The Traction, 1969, oil on canvas, 130 × 195 cm.

Since 1960, the year when he painted the decisive Thomas Morepetrified and bloated, marked by the thousand wrinkles of a destructive malady– Dado has traced his course in the field of painting, straight ahead, without letting anything stop him or deflect him. Untouched by Pop, new realism, optical or conceptual art, he continued his solitary way, dreaming at first, producing numberless drawings like a production of nature, a universe in which the various kingdoms were confused, a world at once vegetable, animal and petrified.
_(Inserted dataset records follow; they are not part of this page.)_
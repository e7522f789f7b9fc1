//! Transfer units: one per submitted file.

use std::time::Duration;

use bytes::Bytes;
use chrono::{DateTime, Utc};
use serde::{Deserialize, Serialize};
use tokio_util::sync::CancellationToken;
use uuid::Uuid;

use super::estimator::Estimate;

/// Unique identifier of a transfer unit.
#[derive(Debug, Clone, Copy, PartialEq, Eq, Hash, PartialOrd, Ord, Serialize, Deserialize)]
#[serde(transparent)]
pub struct UnitId(Uuid);

impl UnitId {
    /// Generate a fresh identifier.
    #[must_use]
    pub fn new() -> Self {
        Self(Uuid::new_v4())
    }
}

impl Default for UnitId {
    fn default() -> Self {
        Self::new()
    }
}

impl std::fmt::Display for UnitId {
    fn fmt(&self, f: &mut std::fmt::Formatter<'_>) -> std::fmt::Result {
        write!(f, "{}", self.0)
    }
}

/// Lifecycle state of a transfer unit.
#[derive(Debug, Clone, Copy, PartialEq, Eq, Hash, Serialize, Deserialize)]
#[serde(rename_all = "lowercase")]
pub enum UploadStatus {
    /// Waiting for its turn
    Queued,
    /// Bytes are being sent
    Uploading,
    /// Stored successfully
    Completed,
    /// Rejected or never reached storage
    Failed,
    /// Stopped by the user; skipped by the queue until resumed
    Paused,
}

impl UploadStatus {
    /// Whether the unit has reached an end state.
    #[must_use]
    pub const fn is_finished(self) -> bool {
        matches!(self, Self::Completed | Self::Failed)
    }
}

impl std::fmt::Display for UploadStatus {
    fn fmt(&self, f: &mut std::fmt::Formatter<'_>) -> std::fmt::Result {
        let s = match self {
            Self::Queued => "queued",
            Self::Uploading => "uploading",
            Self::Completed => "completed",
            Self::Failed => "failed",
            Self::Paused => "paused",
        };
        f.write_str(s)
    }
}

/// A file handed to the pipeline.
#[derive(Debug, Clone)]
pub struct FilePayload {
    /// File name, used as the last path segment of the object key
    pub name: String,
    /// File contents
    pub data: Bytes,
}

impl FilePayload {
    /// Create a payload.
    pub fn new(name: impl Into<String>, data: impl Into<Bytes>) -> Self {
        Self {
            name: name.into(),
            data: data.into(),
        }
    }

    /// Payload size in bytes.
    pub fn size(&self) -> u64 {
        self.data.len() as u64
    }
}

/// Read-only view of a transfer unit, as published to observers.
#[derive(Debug, Clone, PartialEq, Serialize)]
pub struct UnitSnapshot {
    /// Unit identifier
    pub id: UnitId,
    /// File name
    pub name: String,
    /// Total bytes
    pub size: u64,
    /// Current state
    pub status: UploadStatus,
    /// Percentage 0-100
    pub progress: u8,
    /// Bytes acknowledged so far
    pub uploaded_size: u64,
    /// Smoothed speed in bytes per second
    pub speed: f64,
    /// Estimated time remaining; `None` while speed is unknown
    #[serde(with = "super::duration_secs")]
    pub time_remaining: Option<Duration>,
    /// When the file was submitted
    pub enqueued_at: DateTime<Utc>,
    /// Object key the file is written to
    pub object_path: String,
    /// Number of attempts started
    pub attempts: u32,
    /// Reason of the last failure
    pub error: Option<String>,
}

/// A file moving through the pipeline.
///
/// Mutators keep `progress`, `uploaded_size` and `status` consistent; the
/// session is the only owner.
#[derive(Debug)]
pub(crate) struct TransferUnit {
    id: UnitId,
    name: String,
    payload: Bytes,
    status: UploadStatus,
    uploaded_size: u64,
    speed: f64,
    time_remaining: Option<Duration>,
    enqueued_at: DateTime<Utc>,
    object_path: String,
    attempts: u32,
    error: Option<String>,
    cancel: Option<CancellationToken>,
}

impl TransferUnit {
    pub(crate) fn new(file: FilePayload, object_path: String) -> Self {
        Self {
            id: UnitId::new(),
            name: file.name,
            payload: file.data,
            status: UploadStatus::Queued,
            uploaded_size: 0,
            speed: 0.0,
            time_remaining: None,
            enqueued_at: Utc::now(),
            object_path,
            attempts: 0,
            error: None,
            cancel: None,
        }
    }

    pub(crate) fn id(&self) -> UnitId {
        self.id
    }

    pub(crate) fn status(&self) -> UploadStatus {
        self.status
    }

    pub(crate) fn size(&self) -> u64 {
        self.payload.len() as u64
    }

    pub(crate) fn attempts(&self) -> u32 {
        self.attempts
    }

    pub(crate) fn object_path(&self) -> &str {
        &self.object_path
    }

    pub(crate) fn payload(&self) -> Bytes {
        self.payload.clone()
    }

    /// Enter `Uploading` with zeroed progress and a fresh cancellation token.
    pub(crate) fn begin_attempt(&mut self) -> (u32, CancellationToken) {
        let token = CancellationToken::new();
        self.attempts += 1;
        self.status = UploadStatus::Uploading;
        self.uploaded_size = 0;
        self.speed = 0.0;
        self.time_remaining = None;
        self.error = None;
        self.cancel = Some(token.clone());
        (self.attempts, token)
    }

    pub(crate) fn record_progress(&mut self, loaded: u64) {
        self.uploaded_size = loaded.min(self.size());
    }

    pub(crate) fn record_estimate(&mut self, estimate: Estimate) {
        self.speed = estimate.speed;
        self.time_remaining = estimate.time_remaining;
    }

    pub(crate) fn complete(&mut self) {
        self.status = UploadStatus::Completed;
        self.uploaded_size = self.size();
        self.settle();
    }

    pub(crate) fn fail(&mut self, reason: String) {
        self.status = UploadStatus::Failed;
        self.error = Some(reason);
        self.settle();
    }

    /// Stop the unit in place, keeping the bytes already counted.
    pub(crate) fn pause(&mut self) {
        self.status = UploadStatus::Paused;
        self.settle();
    }

    /// Put a paused unit back in line; the next attempt starts from zero.
    pub(crate) fn requeue(&mut self) {
        self.status = UploadStatus::Queued;
        self.uploaded_size = 0;
        self.settle();
    }

    /// Signal the in-flight attempt, if any, to stop.
    pub(crate) fn abort(&self) -> bool {
        match &self.cancel {
            Some(token) => {
                token.cancel();
                true
            }
            None => false,
        }
    }

    fn settle(&mut self) {
        self.speed = 0.0;
        self.time_remaining = None;
        self.cancel = None;
    }

    pub(crate) fn snapshot(&self) -> UnitSnapshot {
        UnitSnapshot {
            id: self.id,
            name: self.name.clone(),
            size: self.size(),
            status: self.status,
            progress: if self.status == UploadStatus::Completed {
                100
            } else {
                percent(self.uploaded_size, self.size())
            },
            uploaded_size: self.uploaded_size,
            speed: self.speed,
            time_remaining: self.time_remaining,
            enqueued_at: self.enqueued_at,
            object_path: self.object_path.clone(),
            attempts: self.attempts,
            error: self.error.clone(),
        }
    }
}

/// Rounded percentage of `loaded` over `total`; zero for empty files.
pub(crate) fn percent(loaded: u64, total: u64) -> u8 {
    if total == 0 {
        return 0;
    }
    let loaded = u128::from(loaded.min(total));
    let total = u128::from(total);
    let scaled = (loaded * 100 + total / 2) / total;
    u8::try_from(scaled).unwrap_or(100)
}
This isolation has caused Dado to be situated “at the limit,” in the tradition and the line of a fantastic art said to be eternal, a sort of pictorial folklore of the depths. Bearing the same label, according to some, as the visions of Hieronymus Bosch and Pieter Brueghel; but such a comparison is allowing oneself to be trapped by surface similarities: the teratology and the strange, and the neat cleanness of the cruel, without giving a thought to the meaning of the picture: its space and its order.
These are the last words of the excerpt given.